//! Newtype IDs for type-safe identifiers.
//!
//! Product ids are server-assigned integers; order ids are opaque strings
//! issued by the checkout endpoint.

use serde::{Deserialize, Serialize};
use std::fmt;

/// Macro to generate string-backed newtype ID structs.
macro_rules! define_id {
    ($name:ident) => {
        /// A unique identifier.
        #[derive(Debug, Clone, PartialEq, Eq, Hash, Serialize, Deserialize)]
        #[serde(transparent)]
        pub struct $name(String);

        impl $name {
            /// Create a new ID from a string.
            pub fn new(id: impl Into<String>) -> Self {
                Self(id.into())
            }

            /// Get the ID as a string slice.
            pub fn as_str(&self) -> &str {
                &self.0
            }

            /// Consume and return the inner string.
            pub fn into_inner(self) -> String {
                self.0
            }
        }

        impl fmt::Display for $name {
            fn fmt(&self, f: &mut fmt::Formatter<'_>) -> fmt::Result {
                write!(f, "{}", self.0)
            }
        }

        impl From<String> for $name {
            fn from(s: String) -> Self {
                Self(s)
            }
        }

        impl From<&str> for $name {
            fn from(s: &str) -> Self {
                Self(s.to_string())
            }
        }

        impl AsRef<str> for $name {
            fn as_ref(&self) -> &str {
                &self.0
            }
        }
    };
}

define_id!(OrderId);

/// Server-assigned product identifier.
#[derive(Debug, Clone, Copy, PartialEq, Eq, PartialOrd, Ord, Hash, Serialize, Deserialize)]
#[serde(transparent)]
pub struct ProductId(u64);

impl ProductId {
    /// Create a product ID from its numeric value.
    pub const fn new(id: u64) -> Self {
        Self(id)
    }

    /// Get the numeric value.
    pub const fn get(self) -> u64 {
        self.0
    }
}

impl fmt::Display for ProductId {
    fn fmt(&self, f: &mut fmt::Formatter<'_>) -> fmt::Result {
        write!(f, "{}", self.0)
    }
}

impl From<u64> for ProductId {
    fn from(id: u64) -> Self {
        Self(id)
    }
}

impl std::str::FromStr for ProductId {
    type Err = std::num::ParseIntError;

    fn from_str(s: &str) -> Result<Self, Self::Err> {
        s.parse().map(Self)
    }
}

/// Handle returned by a cart subscription, used to unsubscribe.
#[derive(Debug, Clone, Copy, PartialEq, Eq, Hash)]
pub struct SubscriptionId(pub(crate) u64);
▬▬▬
_What the task asks_.
Retyping the data above exactly and in full is the task.

_Expected output_.
//! Newtype IDs for type-safe identifiers.
//!
//! Product ids are server-assigned integers; order ids are opaque strings
//! issued by the checkout endpoint.

use serde::{Deserialize, Serialize};
use std::fmt;

/// Macro to generate string-backed newtype ID structs.
macro_rules! define_id {
    ($name:ident) => {
        /// A unique identifier.
        #[derive(Debug, Clone, PartialEq, Eq, Hash, Serialize, Deserialize)]
        #[serde(transparent)]
        pub struct $name(String);

        impl $name {
            /// Create a new ID from a string.
            pub fn new(id: impl Into<String>) -> Self {
                Self(id.into())
            }

            /// Get the ID as a string slice.
            pub fn as_str(&self) -> &str {
                &self.0
            }

            /// Consume and return the inner string.
            pub fn into_inner(self) -> String {
                self.0
            }
        }

        impl fmt::Display for $name {
            fn fmt(&self, f: &mut fmt::Formatter<'_>) -> fmt::Result {
                write!(f, "{}", self.0)
            }
        }

        impl From<String> for $name {
            fn from(s: String) -> Self {
                Self(s)
            }
        }

        impl From<&str> for $name {
            fn from(s: &str) -> Self {
                Self(s.to_string())
            }
        }

        impl AsRef<str> for $name {
            fn as_ref(&self) -> &str {
                &self.0
            }
        }
    };
}

define_id!(OrderId);

/// Server-assigned product identifier.
#[derive(Debug, Clone, Copy, PartialEq, Eq, PartialOrd, Ord, Hash, Serialize, Deserialize)]
#[serde(transparent)]
pub struct ProductId(u64);

impl ProductId {
    /// Create a product ID from its numeric value.
    pub const fn new(id: u64) -> Self {
        Self(id)
    }

    /// Get the numeric value.
    pub const fn get(self) -> u64 {
        self.0
    }
}

impl fmt::Display for ProductId {
    fn fmt(&self, f: &mut fmt::Formatter<'_>) -> fmt::Result {
        write!(f, "{}", self.0)
    }
}

impl From<u64> for ProductId {
    fn from(id: u64) -> Self {
        Self(id)
    }
}

impl std::str::FromStr for ProductId {
    type Err = std::num::ParseIntError;

    fn from_str(s: &str) -> Result<Self, Self::Err> {
        s.parse().map(Self)
    }
}

/// Handle returned by a cart subscription, used to unsubscribe.
#[derive(Debug, Clone, Copy, PartialEq, Eq, Hash)]
pub struct SubscriptionId(pub(crate) u64);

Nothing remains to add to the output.